In exchange for payment of the fine, the Justice Department will withdraw a civil complaint filed against the Barclays in December 2016, leaving the bank with a clean record in the case.
"I am pleased that we have been able to reach a fair and proportionate settlement with the Department of Justice," Barclays CEO Jes Staley said in a statement. "It has been a priority for this management team from the start to resolve these historic issues in a timely and appropriate manner wherever possible."

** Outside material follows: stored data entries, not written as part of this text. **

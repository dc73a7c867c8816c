//! Logging Infrastructure
//!
//! Structured logging setup with support for both development and production environments.

use std::path::Path;

/// Initialize the logger
pub fn init_logger() {
    init_logger_with_file(None, None);
}

/// Initialize the logger with optional file output
pub fn init_logger_with_file(log_level: Option<&str>, log_dir: Option<&str>) {
    let level = log_level.unwrap_or("info");

    let subscriber = tracing_subscriber::fmt()
        .with_max_level(level.parse().unwrap_or(tracing::Level::INFO))
        .with_file(false)
        .with_line_number(false)
        .with_thread_ids(false)
        .with_target(false);

    // Add file output if log_dir points at an existing directory
    if let Some(dir) = log_dir {
        let log_path = Path::new(dir);
        if log_path.exists()
            && let Some(dir_str) = log_path.to_str()
        {
            let file_appender = tracing_appender::rolling::daily(dir_str, "tally-server");
            subscriber.with_writer(file_appender).init();
            return;
        }
    }

    subscriber.init();
}
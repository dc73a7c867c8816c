//! Configuration, state and server lifecycle

pub mod config;
pub mod error;
pub mod server;
pub mod state;

pub use config::Config;
pub use error::{Result, ServerError};
pub use server::Server;
pub use state::ServerState;
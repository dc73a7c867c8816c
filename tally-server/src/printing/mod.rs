//! Receipt Printing Module
//!
//! Rendering of print jobs into ESC/POS data and ownership of the single
//! active printer connection:
//! - Renderer: deterministic PrintJob -> byte buffer
//! - Service: connection registry and print dispatcher

pub mod renderer;
pub mod service;
pub mod types;

pub use renderer::ReceiptRenderer;
pub use service::{
    ConnectionInfo, ConnectionStatus, PrinterService, PrinterServiceError, PrinterServiceResult,
};
pub use types::PrintJob;
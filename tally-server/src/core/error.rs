//! Server-level errors

use thiserror::Error;

/// Fatal errors during server startup and shutdown
#[derive(Debug, Error)]
pub enum ServerError {
    #[error("IO error: {0}")]
    Io(#[from] std::io::Error),
}

pub type Result<T> = std::result::Result<T, ServerError>;
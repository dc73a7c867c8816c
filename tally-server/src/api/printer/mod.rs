//! Printer API module
//!
//! Connection management, discovery and printing endpoints.

mod handler;

use axum::{
    Router,
    routing::{get, post},
};

use crate::core::ServerState;

pub fn router() -> Router<ServerState> {
    Router::new().nest("/api/printer", routes())
}

fn routes() -> Router<ServerState> {
    Router::new()
        .route("/ports", get(handler::list_ports))
        .route("/connect/serial", post(handler::connect_serial))
        .route("/discover", post(handler::discover))
        .route("/connect/network", post(handler::connect_network))
        .route("/disconnect", post(handler::disconnect))
        .route("/print", post(handler::print))
        .route("/status", get(handler::status))
}
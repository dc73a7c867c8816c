//! Print job types

use serde::Deserialize;

/// A receipt print request
///
/// Immutable once submitted; `timestamp` is whatever the caller supplies
/// (the server never stamps jobs itself).
#[derive(Debug, Clone, Deserialize)]
#[serde(rename_all = "camelCase")]
pub struct PrintJob {
    /// Main payload, printed large and bold
    pub text: String,
    /// Optional message block above the payload
    #[serde(default)]
    pub custom_text: Option<String>,
    /// Optional caller-supplied timestamp line
    #[serde(default)]
    pub timestamp: Option<String>,
}

impl PrintJob {
    /// A job carrying only the main payload
    pub fn new(text: impl Into<String>) -> Self {
        Self {
            text: text.into(),
            custom_text: None,
            timestamp: None,
        }
    }
}
use crate::core::Config;
use crate::printing::{PrinterService, ReceiptRenderer};

/// Server state - shared handles to every service
///
/// Cloned into each request handler; all clones share the same printer
/// registry, so the process holds at most one active printer connection.
#[derive(Clone, Debug)]
pub struct ServerState {
    /// Immutable configuration
    pub config: Config,
    /// Printer connection registry and print dispatcher
    pub printer: PrinterService,
}

impl ServerState {
    /// Build the state and its services from configuration
    pub fn initialize(config: &Config) -> Self {
        let renderer = ReceiptRenderer::new(config.paper_width, config.brand_header.clone());
        Self {
            config: config.clone(),
            printer: PrinterService::new(renderer),
        }
    }
}
//! Printer connection registry
//!
//! Owns the single active transport and serializes every operation on it.
//! Connect, disconnect, status and print all take the same mutex, so two
//! concurrent connects can never race and leak a handle, and observers can
//! never see a half-open state.

use std::sync::Arc;
use std::time::Duration;

use chrono::{DateTime, Utc};
use serde::Serialize;
use thiserror::Error;
use tokio::sync::Mutex;
use tracing::{info, instrument, warn};

use tally_printer::{
    DEFAULT_CONNECT_TIMEOUT, NetworkTransport, PrintError, SerialConfig, SerialTransport,
    Transport,
};

use super::renderer::ReceiptRenderer;
use super::types::PrintJob;

#[derive(Debug, Error)]
pub enum PrinterServiceError {
    /// Print attempted with no active connection
    #[error("Not connected to a printer")]
    NotConnected,

    /// Transport-level failure
    #[error(transparent)]
    Transport(#[from] PrintError),
}

pub type PrinterServiceResult<T> = Result<T, PrinterServiceError>;

/// Kind-specific metadata of the active connection
#[derive(Debug, Clone, Serialize)]
#[serde(untagged)]
pub enum ConnectionInfo {
    #[serde(rename_all = "camelCase")]
    Serial {
        port_path: String,
        baud_rate: u32,
        connected_at: DateTime<Utc>,
    },
    #[serde(rename_all = "camelCase")]
    Network {
        ip_address: String,
        port: u16,
        connected_at: DateTime<Utc>,
    },
}

/// Snapshot returned by [`PrinterService::status`]
#[derive(Debug, Clone, Serialize)]
#[serde(rename_all = "camelCase")]
pub struct ConnectionStatus {
    pub connected: bool,
    #[serde(skip_serializing_if = "Option::is_none")]
    pub connection_type: Option<String>,
    #[serde(skip_serializing_if = "Option::is_none")]
    pub info: Option<ConnectionInfo>,
}

/// The one active connection: transport plus its identifying metadata
struct ActiveConnection {
    transport: Transport,
    info: ConnectionInfo,
}

/// Printer connection registry / print dispatcher
///
/// Cheap to clone; all clones share the same active connection. Tests can
/// instantiate independent services, each with its own registry.
#[derive(Clone)]
pub struct PrinterService {
    active: Arc<Mutex<Option<ActiveConnection>>>,
    renderer: Arc<ReceiptRenderer>,
    connect_timeout: Duration,
}

impl PrinterService {
    /// Create a registry that renders jobs with the given renderer
    pub fn new(renderer: ReceiptRenderer) -> Self {
        Self {
            active: Arc::new(Mutex::new(None)),
            renderer: Arc::new(renderer),
            connect_timeout: DEFAULT_CONNECT_TIMEOUT,
        }
    }

    /// Override the network connect deadline
    pub fn with_connect_timeout(mut self, timeout: Duration) -> Self {
        self.connect_timeout = timeout;
        self
    }

    /// Connect to a serial printer, replacing any existing connection
    ///
    /// The previous transport is fully released before the new open is
    /// attempted; on failure the registry is left disconnected, never
    /// half-open.
    #[instrument(skip(self))]
    pub async fn connect_serial(&self, path: &str, baud_rate: u32) -> PrinterServiceResult<()> {
        let mut active = self.active.lock().await;
        Self::teardown(&mut active).await;

        let config = SerialConfig::with_baud_rate(baud_rate);
        let transport = SerialTransport::open(path, &config).await?;

        *active = Some(ActiveConnection {
            transport: Transport::Serial(transport),
            info: ConnectionInfo::Serial {
                port_path: path.to_string(),
                baud_rate,
                connected_at: Utc::now(),
            },
        });
        info!("Serial printer connected");
        Ok(())
    }

    /// Connect to a network printer, replacing any existing connection
    #[instrument(skip(self))]
    pub async fn connect_network(&self, ip: &str, port: u16) -> PrinterServiceResult<()> {
        let mut active = self.active.lock().await;
        Self::teardown(&mut active).await;

        let transport = NetworkTransport::open(ip, port, self.connect_timeout).await?;

        *active = Some(ActiveConnection {
            transport: Transport::Network(transport),
            info: ConnectionInfo::Network {
                ip_address: ip.to_string(),
                port,
                connected_at: Utc::now(),
            },
        });
        info!("Network printer connected");
        Ok(())
    }

    /// Release the active transport
    ///
    /// Calling with no active connection is a no-op success.
    pub async fn disconnect(&self) {
        let mut active = self.active.lock().await;
        Self::teardown(&mut active).await;
    }

    /// Current connection state, without side effects
    pub async fn status(&self) -> ConnectionStatus {
        let active = self.active.lock().await;
        match active.as_ref() {
            Some(conn) => ConnectionStatus {
                connected: true,
                connection_type: Some(conn.transport.kind().to_string()),
                info: Some(conn.info.clone()),
            },
            None => ConnectionStatus {
                connected: false,
                connection_type: None,
                info: None,
            },
        }
    }

    /// Render a job and write it through the active transport
    ///
    /// Returns the connection kind on success. A write failure tears the
    /// connection down before surfacing, so the registry never reports
    /// "connected" while holding a broken handle.
    #[instrument(skip(self, job))]
    pub async fn print(&self, job: &PrintJob) -> PrinterServiceResult<String> {
        let mut active = self.active.lock().await;
        let conn = active.as_mut().ok_or(PrinterServiceError::NotConnected)?;

        let data = self.renderer.render(job);
        match conn.transport.write(&data).await {
            Ok(()) => {
                let kind = conn.transport.kind().to_string();
                info!(bytes = data.len(), kind = %kind, "Print job sent");
                Ok(kind)
            }
            Err(e) => {
                warn!(error = %e, "Write failed, dropping connection");
                Self::teardown(&mut active).await;
                Err(e.into())
            }
        }
    }

    async fn teardown(active: &mut Option<ActiveConnection>) {
        if let Some(conn) = active.take() {
            conn.transport.close().await;
            info!("Printer connection released");
        }
    }
}

impl std::fmt::Debug for PrinterService {
    fn fmt(&self, f: &mut std::fmt::Formatter<'_>) -> std::fmt::Result {
        f.debug_struct("PrinterService")
            .field("connect_timeout", &self.connect_timeout)
            .finish()
    }
}
/// Server configuration
///
/// # Environment variables
///
/// Every item can be overridden through the environment:
///
/// | Variable | Default | Meaning |
/// |----------|---------|---------|
/// | HTTP_PORT | 3000 | HTTP API port |
/// | PAPER_WIDTH | 48 | Paper width in characters (58mm: 32, 80mm: 48) |
/// | BRAND_HEADER | TALLY | Brand line printed at the top of every receipt |
/// | DISCOVERY_BASE_IP | 192.168.1 | Subnet prefix scanned when the client does not supply one |
/// | LOG_DIR | (unset) | When set, logs also go to daily files in this directory |
/// | ENVIRONMENT | development | development \| staging \| production |
///
/// # Example
///
/// ```ignore
/// HTTP_PORT=8080 BRAND_HEADER="CORNER CAFE" cargo run
/// ```
#[derive(Debug, Clone)]
pub struct Config {
    /// HTTP API port
    pub http_port: u16,
    /// Paper width in characters
    pub paper_width: usize,
    /// Brand line printed at the top of every receipt
    pub brand_header: String,
    /// Subnet prefix used when a discovery request carries no baseIP
    pub discovery_base_ip: String,
    /// Optional directory for rolling log files
    pub log_dir: Option<String>,
    /// Runtime environment: development | staging | production
    pub environment: String,
}

impl Config {
    /// Load configuration from the environment, falling back to defaults
    pub fn from_env() -> Self {
        Self {
            http_port: std::env::var("HTTP_PORT")
                .ok()
                .and_then(|p| p.parse().ok())
                .unwrap_or(3000),
            paper_width: std::env::var("PAPER_WIDTH")
                .ok()
                .and_then(|w| w.parse().ok())
                .unwrap_or(48),
            brand_header: std::env::var("BRAND_HEADER").unwrap_or_else(|_| "TALLY".into()),
            discovery_base_ip: std::env::var("DISCOVERY_BASE_IP")
                .unwrap_or_else(|_| "192.168.1".into()),
            log_dir: std::env::var("LOG_DIR").ok(),
            environment: std::env::var("ENVIRONMENT").unwrap_or_else(|_| "development".into()),
        }
    }

    /// Whether this is a production deployment
    pub fn is_production(&self) -> bool {
        self.environment == "production"
    }
}

impl Default for Config {
    fn default() -> Self {
        Self::from_env()
    }
}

The bank said the settlement would affect its core capital ratio, a closely watched measure of financial soundness, by 0.5 percent. The settlement lets Barclays put its biggest legal worry in the US behind it. Shares in the British lender jumped in London on the news, with the stock's price up 0.6 percent toward 1430 GMT.
After a three-year investigation, federal prosecutors accused Barclays of a fraudulent scheme from 2005 to 2007 involving 36 deals in RMBS initially valued at $31 billion. Barclays misled investors about the assets' quality, causing billions of dollars in losses, the Justice Department said in a statement.
The bank lied about the creditworthiness of borrowers whose loans underpinned the securities and who then defaulted at "exceptionally high rates," the statement said. US federal authorities have faced public outrage and hostile scrutiny from lawmakers over the perceived failure to bring criminal cases against any senior bank executives for their roles in sparking the crisis - despite a Justice Department finding that industry practices involved widespread fraudulent conduct.
Last month, Britain's Serious Fraud Office announced charges against Barclays Bank over emergency fundraising from Qatar during the financial crisis - adding to charges against parent company Barclays PLC and four former top executives.